蔡元培先生留給中國大學的精神遺產

無可置疑,中國今日在現代化事業上的巨大成就,講到底,與百年來大學所提供的新人才與新知識是分不開的,而蔡先生正是中國學術教育現代化的第一人。

從十九世紀中葉到二十世紀,中原大地,風雲變幻,150年的巨變,開中國3000年未有的新局。天佑中華,古老中國終究在崎嶇起伏,險象環生中步上一條現代化的發展大道,古文明已換了新貌。在現代化的歷史過程中,在政治、文化、經濟、學術、教育等不同領域,出現過不少對現代化有傑出貢獻的非凡人物。無疑地,蔡元培先生是其中一位表表者。

學界泰鬥,人世楷模

值得指出的是,在眾多非凡的人物中,蔡先生可能是最少爭議,最普遍受到敬仰的人。當其生時,新、舊、中、西價值觀念尖銳碰撞,此一是非,彼亦一是非,而黨同伐異,尤為激烈。蔡先生不是共產黨員,但他死後受到中共主席毛澤東的「學界泰鬥,人世楷模」的崇高贊譽。蔡先生一生念茲在茲者是中華民族的復興。他的言行是超黨派的。他的心裏只裝着國家、民族。蔡先生敬仰孫中山先生「天下為公」的襟懷。他終其一生做過最重要的公職是中山先生任中華民國臨時大總統時的教育總長,而他一生心血都放在振興中國的學術與教育上。這是因為他深信教育是救亡圖強的根本之道。(他曾説「救普魯士之亡,德意志統一的盛業,皆發端於教育之革故鼎新」。)他在學術教育上做了兩件大事,一是改造北京大學為中國的第一間現代大學,二是創建了「中央研究院」,中國第一所純學術研究的機構。蔡先生至今最爲人津津樂道的是他與北京大學的一段學緣。

旋轉乾坤,研究學理

蔡元培先生之改造重建北京大學,在中國2000年的學術教育史上是有裏程碑意義的。在他手上(1917年任北大校長),北京大學才成為一間真正有現代性格的大學。蔡先生的大學理念,也即他為大學所作的定性與定位,是與中國2000年的高等教育機構(太學或國子監),甚之與北京大學的前身「京師大學堂」或初期的北京大學(京都大學堂於1912年易名為北京大學),是截然不同的。蔡先生在1917年就任北大校長的演説中說:「大學者,研究高深學問者也」之後,他又説「諸君須知大學不是販賣畢業證的機關,也不是灌輸國家知識的機關,而是研究學理的機關」,「大學生當以研究學術為天職,不當以大學為升官發財之階梯」。

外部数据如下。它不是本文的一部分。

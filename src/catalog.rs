//! Built-in reference data: crops, pests and soil types.
//!
//! Everything here is fixed at compile time and read-only for the life of
//! the process. Lookups are by exact label, the same labels the front end
//! offers in its selection lists.

use crate::error::{AppError, Result};
use std::fmt;
use std::str::FromStr;

#[derive(Debug, Clone, Copy, PartialEq, Eq, Hash)]
pub enum SoilType {
    Sandy,
    Clay,
    Loamy,
    Silty,
    Peaty,
}

impl SoilType {
    /// All soil types in display order.
    pub const ALL: [SoilType; 5] = [
        SoilType::Sandy,
        SoilType::Clay,
        SoilType::Loamy,
        SoilType::Silty,
        SoilType::Peaty,
    ];

    pub fn as_str(&self) -> &'static str {
        match self {
            SoilType::Sandy => "Sandy",
            SoilType::Clay => "Clay",
            SoilType::Loamy => "Loamy",
            SoilType::Silty => "Silty",
            SoilType::Peaty => "Peaty",
        }
    }
}

impl fmt::Display for SoilType {
    fn fmt(&self, f: &mut fmt::Formatter<'_>) -> fmt::Result {
        f.write_str(self.as_str())
    }
}

impl FromStr for SoilType {
    type Err = AppError;

    /// Case-insensitive match against the five known labels.
    fn from_str(s: &str) -> Result<Self> {
        let s = s.trim();
        SoilType::ALL
            .into_iter()
            .find(|soil| soil.as_str().eq_ignore_ascii_case(s))
            .ok_or_else(|| AppError::InvalidData(format!("Unknown soil type: '{}'", s)))
    }
}

#[derive(Debug, Clone, Copy, PartialEq, Eq, Hash)]
pub enum Rainfall {
    Low,
    Medium,
    High,
}

impl Rainfall {
    pub fn as_str(&self) -> &'static str {
        match self {
            Rainfall::Low => "low",
            Rainfall::Medium => "medium",
            Rainfall::High => "high",
        }
    }
}

impl fmt::Display for Rainfall {
    fn fmt(&self, f: &mut fmt::Formatter<'_>) -> fmt::Result {
        f.write_str(self.as_str())
    }
}

#[derive(Debug, Clone, Copy, PartialEq, Eq, Hash)]
pub enum Season {
    Dry,
    Rainy,
    Planting,
    Harvest,
}

impl Season {
    pub const ALL: [Season; 4] = [Season::Dry, Season::Rainy, Season::Planting, Season::Harvest];

    pub fn as_str(&self) -> &'static str {
        match self {
            Season::Dry => "Dry",
            Season::Rainy => "Rainy",
            Season::Planting => "Planting",
            Season::Harvest => "Harvest",
        }
    }
}

impl fmt::Display for Season {
    fn fmt(&self, f: &mut fmt::Formatter<'_>) -> fmt::Result {
        f.write_str(self.as_str())
    }
}

impl FromStr for Season {
    type Err = AppError;

    fn from_str(s: &str) -> Result<Self> {
        let s = s.trim();
        Season::ALL
            .into_iter()
            .find(|season| season.as_str().eq_ignore_ascii_case(s))
            .ok_or_else(|| AppError::InvalidData(format!("Unknown season: '{}'", s)))
    }
}

#[derive(Debug, Clone, PartialEq)]
pub struct CropRecord {
    pub name: &'static str,
    pub soils: &'static [SoilType],
    pub rainfall: Rainfall,
    /// Minimum and maximum growing temperature in °C.
    pub temp_range: (i32, i32),
}

impl CropRecord {
    /// Whether `soil` (an exact label) is one of this crop's soils.
    pub fn accepts_soil(&self, soil: &str) -> bool {
        self.soils.iter().any(|s| s.as_str() == soil)
    }
}

#[derive(Debug, Clone, PartialEq, Eq)]
pub struct PestRecord {
    pub name: &'static str,
    pub solution: &'static str,
    pub prevention: &'static str,
}

const CROPS: [CropRecord; 4] = [
    CropRecord {
        name: "Maize",
        soils: &[SoilType::Loamy, SoilType::Silty],
        rainfall: Rainfall::Medium,
        temp_range: (18, 32),
    },
    CropRecord {
        name: "Wheat",
        soils: &[SoilType::Clay, SoilType::Loamy],
        rainfall: Rainfall::Low,
        temp_range: (12, 25),
    },
    CropRecord {
        name: "Rice",
        soils: &[SoilType::Clay, SoilType::Silty],
        rainfall: Rainfall::High,
        temp_range: (20, 35),
    },
    CropRecord {
        name: "Beans",
        soils: &[SoilType::Loamy, SoilType::Sandy],
        rainfall: Rainfall::Medium,
        temp_range: (15, 30),
    },
];

const PESTS: [PestRecord; 3] = [
    PestRecord {
        name: "Aphids",
        solution: "Use neem oil or insecticidal soap",
        prevention: "Encourage beneficial insects",
    },
    PestRecord {
        name: "Cutworms",
        solution: "Apply diatomaceous earth around plants",
        prevention: "Use collars around seedlings",
    },
    PestRecord {
        name: "Powdery Mildew",
        solution: "Apply sulfur or potassium bicarbonate",
        prevention: "Ensure good air circulation",
    },
];

/// Read-only view over the built-in tables.
#[derive(Debug, Clone, Copy, Default)]
pub struct Catalog;

impl Catalog {
    pub fn new() -> Self {
        Self
    }

    /// Crops in table insertion order.
    pub fn crops(&self) -> &'static [CropRecord] {
        &CROPS
    }

    pub fn pests(&self) -> &'static [PestRecord] {
        &PESTS
    }

    pub fn soil_types(&self) -> &'static [SoilType] {
        &SoilType::ALL
    }

    pub fn crop(&self, name: &str) -> Option<&'static CropRecord> {
        CROPS.iter().find(|c| c.name == name)
    }

    pub fn pest(&self, name: &str) -> Option<&'static PestRecord> {
        PESTS.iter().find(|p| p.name == name)
    }
}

把大學目的界定為「研究學理」,不是「灌輸固定知識的機關」那就超越了傳統教育的「傳道、授業、解惑」的範疇了。蔡先生把大學之基本任務定位在「研究學理」,亦即在創新知識上,這可說是發前人未發之論。在這裏,我更想強調地指出,蔡先生心中的「學理」「學術」或「知識」主要地是指「科學」,他說「教育的方面雖也很多;他的內容,不外乎科學與美術」。很明顯地,蔡先生把2000年來的「太學」(或國子監)以「經學」為學術教育之核心轉變為北大(以及所有中國的現代大學)以「科學」為核心了。從經學轉向科學,這是「知識範典」的轉換也是中國學術教育旋轉乾坤之一大變。此事之爭議,迄今沒有全息,但整體上講,這是中國學術教育現代化上最有決定性的一步。無可置疑,中國今日在現代化事業上的巨大成就,講到底,與百年來大學所提供的新人才與新知識是分不開的。蔡先生是中國學術教育現代化的第一人。

學術自由,兼容並包

講蔡元培先生對大學的貢獻,就不能不講他堅持的「學術自由與兼容並包」的主張。他説:「大學者,『囊括大典,網羅眾家』之學府也」。他主張對於不同學派的學説,應該「仿世界各國大學通例,循思想自由原則,取兼容並包主義……無論為何種學派,茍其言之成理,持之有故,尚不達自然淘汰之運命者,雖彼此相反,而悉聽其自由發展」。

蔡先生深信,「思想自由」與「兼容並包」是「大學之所以為大也」事實上,蔡先生任校長期間,北大確是網絡了一大批「道不同」「意見不合」甚至「勢若水火」的學者大師,北大有了百家爭鳴,百花齊放的學術盛況,開啓了先秦之後的第二個學術燦爛繽紛的「子學時代」。而北大更成為中國新文化運動首發之地。蔡先生主持的北大以大氣魄承擔了一間大學時代召喚中的歷史使命。

蔡元培先生在1940年逝世於香港。香港何幸!先生埋骨於香港青山。他逝世已78年,但他的身影在歷史長廊中愈來愈顯得高大。蔡先生的不朽是他留給北大,留給中國的大學的精神遺產。